Numerous galleries specializing in modern art will be present : Galerie 1900-2000, Raquel Arnaud, Applicat- Prazan, Elvira González, Landau Fine Art, Mitchell-Innes & Nash, Nahmad Contemporary, Guillermo de Osma, Sophie Scheidecker, Natalie Seroussi, Tornabuoni, UBU Gallery, Vedovi, Waddington Custot, and Galerie Zlotowski.
The FIAC encourages the expansion of the representation of modern art at the Grand Palais with the firsttime participation of Landau Fine Art and the Elvira González gallery.
An unprecedented number of prestigious international galleries have been selected : 303 Gallery, Air de Paris, Gavin Brown’s enterprise, Capitain Petzel, Sadie Coles HQ, Paula Cooper, Chantal Crousel, Massimo De Carlo, Gagosian Gallery, Gladstone Gallery, Marian Goodman, Bärbel Grässlin, Greene Naftali, Karsten Greve, Hauser & Wirth, Max Hetzler, Xavier Hufkens, Kukje Gallery / Tina Kim Gallery, kurimanzutto, Lelong, Lisson, Luhring Augustine, Matthew Marks, kamel mennour, Metro Pictures, Victoria Miro, neugerriemschneider, Galerie Perrotin, Eva Presenhuber, Almine Rech, Thaddaeus Ropac, Andrea Rosen, Micheline Szwajcer, Esther Schipper / Johnen Galerie, Sprüth Magers, Vitamin Creative Space, Michael Werner, White Cube, Zeno X, David Zwirner, Tanya Bonakdar, Galerie Buchholz, Konrad Fischer, Long March Space, Luisa Strina et The Modern Institute, and more.
Lafayette Sector
FIAC and its official partner, the Galeries Lafayette group, collaborate once again on the FIAC’s signature Lafayette Sector, a program of support for emerging galleries inaugurated in 2009. This program will bring together ten galleries selected for the quality of their prospective exhibition programs. They each present a specific project created specifically for FIAC and featuring the work of one or two artists. Participants were selected by a panel of distinguished specialists : Florence Bonnefous (director of the gallery Air de Paris), François Quintin (managing director, Fondation d’Entreprise Galeries Lafayette, Paris), María Inés Rodríguez (director, CAPC/Musée d’Art Contemporain de Bordeaux), Francesco Stocchi (Museum Boijmans Van Beuningen, Rotterdam), and Guillaume Houzé (director of philanthropy, Galeries Lafayette group, Paris).

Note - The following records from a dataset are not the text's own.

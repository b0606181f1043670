//! Scene handling and the trace simulation
//!
//! A [`Scene`] collects optical surfaces, ray sources and rays and runs the actual trace
//! simulation. Rays do not interact with each other, so the trace runs in parallel over the rays
//! of the scene.
use std::sync::Arc;

use log::{debug, trace};
use nalgebra::Point3;
use rayon::prelude::*;
use uom::si::f64::Length;

use crate::{
    error::{OptResult, OptraceError},
    ray::Ray,
    source::Source,
    surface::OpticalSurface,
};

/// An element that can be added to a [`Scene`].
///
/// The enum allows [`Scene::add`] to accept surfaces, sources and rays uniformly (through the
/// corresponding `From` implementations).
#[derive(Debug, Clone)]
pub enum SceneElement {
    /// an optical surface
    Surface(Arc<OpticalSurface>),
    /// a ray source
    Source(Arc<Source>),
    /// a single ray
    Ray(Ray),
}
impl From<OpticalSurface> for SceneElement {
    fn from(surface: OpticalSurface) -> Self {
        Self::Surface(Arc::new(surface))
    }
}
impl From<Arc<OpticalSurface>> for SceneElement {
    fn from(surface: Arc<OpticalSurface>) -> Self {
        Self::Surface(surface)
    }
}
impl From<Source> for SceneElement {
    fn from(source: Source) -> Self {
        Self::Source(Arc::new(source))
    }
}
impl From<Arc<Source>> for SceneElement {
    fn from(source: Arc<Source>) -> Self {
        Self::Source(source)
    }
}
impl From<Ray> for SceneElement {
    fn from(ray: Ray) -> Self {
        Self::Ray(ray)
    }
}

/// A scene containing optical surfaces, ray sources and rays.
#[derive(Debug, Clone)]
pub struct Scene {
    surfaces: Vec<Arc<OpticalSurface>>,
    sources: Vec<Arc<Source>>,
    rays: Vec<Ray>,
    ambient_index: f64,
    steps: usize,
}

impl Default for Scene {
    /// Create an empty scene with vacuum (n = 1.0) as ambient medium.
    fn default() -> Self {
        Self {
            surfaces: Vec::new(),
            sources: Vec::new(),
            rays: Vec::new(),
            ambient_index: 1.0,
            steps: 0,
        }
    }
}

impl Scene {
    /// Create a new empty [`Scene`] with the given ambient refractive index.
    ///
    /// # Errors
    ///
    /// This function will return an error if the given refractive index is <1.0 or not finite.
    pub fn new(ambient_index: f64) -> OptResult<Self> {
        if ambient_index < 1.0 || !ambient_index.is_finite() {
            return Err(OptraceError::Geometry(
                "ambient refractive index must be >=1.0 and finite".into(),
            ));
        }
        Ok(Self {
            ambient_index,
            ..Default::default()
        })
    }
    /// Add an element (surface, source or ray) to this [`Scene`].
    pub fn add(&mut self, element: impl Into<SceneElement>) {
        match element.into() {
            SceneElement::Surface(surface) => self.surfaces.push(surface),
            SceneElement::Source(source) => self.sources.push(source),
            SceneElement::Ray(ray) => self.rays.push(ray),
        }
    }
    /// Returns the rays of this [`Scene`].
    #[must_use]
    pub fn rays(&self) -> &[Ray] {
        &self.rays
    }
    /// Returns the optical surfaces of this [`Scene`].
    #[must_use]
    pub fn geometry(&self) -> &[Arc<OpticalSurface>] {
        &self.surfaces
    }
    /// Returns the ray sources of this [`Scene`].
    #[must_use]
    pub fn sources(&self) -> &[Arc<Source>] {
        &self.sources
    }
    /// Returns the ambient refractive index of this [`Scene`].
    #[must_use]
    pub const fn ambient_index(&self) -> f64 {
        self.ambient_index
    }
    /// Returns the cumulative number of trace steps performed so far.
    #[must_use]
    pub const fn steps(&self) -> usize {
        self.steps
    }
    /// Trace all rays through the scene.
    ///
    /// Takes at most `max_steps` surface interactions per ray. If no trace has run previously,
    /// the sources spawn their ray bundles into the scene first. Subsequent calls continue the
    /// simulation of non-terminated rays; the sources do not spawn again.
    ///
    /// # Errors
    ///
    /// This function will return an error if a source fails to spawn or a surface interaction
    /// fails (e.g. total internal reflection on a surface configured to signal it).
    pub fn trace(&mut self, max_steps: usize) -> OptResult<()> {
        if self.steps == 0 {
            for source in &self.sources {
                let mut bundle = source.spawn()?;
                debug!("spawned {} rays from source", bundle.len());
                self.rays.append(&mut bundle);
            }
        }
        self.steps += max_steps;
        let surfaces = &self.surfaces;
        let ambient_index = self.ambient_index;
        self.rays
            .par_iter_mut()
            .try_for_each(|ray| trace_ray(ray, surfaces, ambient_index, max_steps))
    }
    /// Create a fresh copy of this scene with all rays and recorded hits removed.
    ///
    /// Surfaces and sources are shared with the original scene, except for screens which are
    /// recreated so that the copy accumulates its own hits.
    #[must_use]
    pub fn reset(&self) -> Self {
        let surfaces = self
            .surfaces
            .iter()
            .map(|surface| {
                if surface.is_screen() {
                    Arc::new(OpticalSurface::screen(surface.geo_surface().clone()))
                } else {
                    surface.clone()
                }
            })
            .collect();
        Self {
            surfaces,
            sources: self.sources.clone(),
            rays: Vec::new(),
            ambient_index: self.ambient_index,
            steps: 0,
        }
    }
}

/// Trace a single ray through the given surfaces for at most `max_steps` interactions.
fn trace_ray(
    ray: &mut Ray,
    surfaces: &[Arc<OpticalSurface>],
    ambient_index: f64,
    max_steps: usize,
) -> OptResult<()> {
    let mut current_index = ambient_index;
    for _ in 0..max_steps {
        if ray.is_terminated() {
            break;
        }
        let Some((surface, intersection)) = nearest_intersection(ray, surfaces) else {
            trace!("ray escaped the scene");
            break;
        };
        surface.interact(ray, &intersection, current_index)?;
        if surface.is_medium_boundary() {
            current_index = surface.refractive_index();
        }
    }
    Ok(())
}

/// Find the surface with the nearest forward intersection for the given ray.
///
/// Surfaces are tested in insertion order; on equal distances the earlier surface wins.
fn nearest_intersection<'a>(
    ray: &Ray,
    surfaces: &'a [Arc<OpticalSurface>],
) -> Option<(&'a Arc<OpticalSurface>, Point3<Length>)> {
    let pos = ray.position().map(|c| c.value);
    let mut nearest: Option<(&Arc<OpticalSurface>, Point3<Length>)> = None;
    let mut nearest_distance = f64::INFINITY;
    for surface in surfaces {
        if let Some(intersection) = surface.intersect(ray) {
            let distance = (intersection.map(|c| c.value) - pos).norm();
            if distance < nearest_distance {
                nearest = Some((surface, intersection));
                nearest_distance = distance;
            }
        }
    }
    nearest
}
impl Sphere {
    /// Create a new [`Sphere`] cap with its vertex at the given position.
    ///
    /// The sphere center used for all geometry math is derived from the vertex position, offset
    /// by the (signed) radius of curvature along the axis.
    ///
    /// # Errors
    ///
    /// This function will return an error if
    ///  - the radius of curvature is 0.0 or not finite
    ///  - the aperture radius is negative, not finite or exceeds the radius of curvature
    ///  - the cap depth is negative, not finite or exceeds the radius of curvature
    ///  - the axis is a zero vector or has non-finite components
    pub fn new(
        vertex: Point3<Length>,
        radius: Length,
        aperture: Length,
        depth: Length,
        axis: Vector3<f64>,
    ) -> OptResult<Self> {
        if radius.is_zero() || !radius.is_finite() {
            return Err(OptraceError::Geometry(
                "radius of curvature must be != 0.0 and finite".into(),
            ));
        }
        if aperture.is_sign_negative() || !aperture.is_finite() || aperture > radius.abs() {
            return Err(OptraceError::Geometry(
                "aperture must be >= 0.0 and must not exceed the radius of curvature".into(),
            ));
        }
        if depth.is_sign_negative() || !depth.is_finite() || depth > radius.abs() {
            return Err(OptraceError::Geometry(
                "depth must be >= 0.0 and must not exceed the radius of curvature".into(),
            ));
        }
        let axis_norm = axis.norm();
        if axis_norm == 0.0 || !axis_norm.is_finite() {
            return Err(OptraceError::Geometry(
                "axis must be a non-zero, finite vector".into(),
            ));
        }
        let axis = axis.normalize();
        let center = Point3::new(
            vertex.x - radius * axis.x,
            vertex.y - radius * axis.y,
            vertex.z - radius * axis.z,
        );
        Ok(Self {
            center,
            radius,
            aperture,
            depth,
            axis,
        })
    }
    /// Create a new [`Sphere`] cap from a signed curvature (in 1/m) instead of a radius.
    ///
    /// # Errors
    ///
    /// This function will return an error if the curvature is 0.0 or not finite, or for the same
    /// conditions as [`Sphere::new`].
    pub fn from_curvature(
        vertex: Point3<Length>,
        curvature: f64,
        aperture: Length,
        depth: Length,
        axis: Vector3<f64>,
    ) -> OptResult<Self> {
        if curvature == 0.0 || !curvature.is_finite() {
            return Err(OptraceError::Geometry(
                "curvature must be != 0.0 and finite".into(),
            ));
        }
        Self::new(vertex, meter!(1.0 / curvature), aperture, depth, axis)
    }
    /// Returns the center of the full sphere this cap is part of.
    #[must_use]
    pub fn center(&self) -> Point3<Length> {
        self.center
    }
    /// Returns the signed radius of curvature of this [`Sphere`].
    #[must_use]
    pub fn radius(&self) -> Length {
        self.radius
    }
    /// Returns the aperture radius of this [`Sphere`].
    #[must_use]
    pub fn aperture(&self) -> Length {
        self.aperture
    }
    /// Returns the cap depth of this [`Sphere`].
    #[must_use]
    pub fn depth(&self) -> Length {
        self.depth
    }
    /// Returns the (unit length) axis of this [`Sphere`].
    #[must_use]
    pub const fn axis(&self) -> Vector3<f64> {
        self.axis
    }
}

This program provides significant financial support to the selected galleries in order to facilitate their participation in the FIAC. Since it was established five years ago, the Lafayette Sector has supported over seventy of the most promising galleries of the current generation.
For the FIAC 2015, ten galleries from five countries have been selected to show work in the South Gallery of the Grand Palais.
- Allen, Paris
- Arcade, London
- Arratia Beer, Berlin
- Callicoon Fine Arts, New York
- Chert, Berlin
- Lars Friedrich, Berlin
- Hollybush Gardens, London
- Josh Lilley, London
- Jérôme Poggi, Paris
- Real Fine Arts, New York
Nine of these galleries will present one-man shows : Laëtitia Badaut Haussmann at Allen, Anna Barham at Arcade, Claudia Wieser at Arratia Beer, Sadie Benning at Callicoon Fine Arts, Zora Mann at Chert, Reto Pulfer at Hollybush Gardens, Sarah Pichlkostner at Josh Lilley, Kapwani Kiwanga at Jérôme Poggi and Antek Walczak at Real Fine Arts.
Lars Friedrich will present the work of Park McArthur and Hans-Christian Lotz.
Spécial Projects
Swarovski Series presents a work by the artist Wu Tsang, created in collaboration with the Austrian brand.
Renewing its commitment to supporting contemporary art, which has lead it to develop partnerships with important institutions such as the Palais de Tokyo in Paris, Whitechapel Gallery in London, or the Architecture Biennial in Venice, Swarovski collaborates for the second consecutive year with the FIAC.
For the first time this year, Swarovski and FIAC will present a single work on the Balcon d’Honneur of the Grand Palais. This initiative is the first edition of a program through which, each year, one artist will be commissioned to create a work using crystal as a medium. For the 2015 edition of the FIAC, Nadja Swarovski and Jennifer Flay have selected a project by the American artist Wu Tsang.
Accustomed to working with Swarovski stones, which she has used in her work for the past several years, Wu Tsang has conceived a project that combines the two qualities that have come to define the Austrian brand: creativity and innovation.
Pay No Attention to the Man Behind the Curtain is the title of the sculptural installation created by the artist and filmmaker Wu Tsang in collaboration with Swarovski.
It is part of a series of works in which the artist explores the sound qualities of crystal as a medium. Paying close attention to voices and languages, Wu Tsang establishes a parallel between the interaction of light and crystal, metaphor for the medium and its message. Like crystal refracts light, the voice as a medium presents the same broad range of characteristics (color, texture, transparency) and transforms language, like light, into an infinite spectrum of meanings.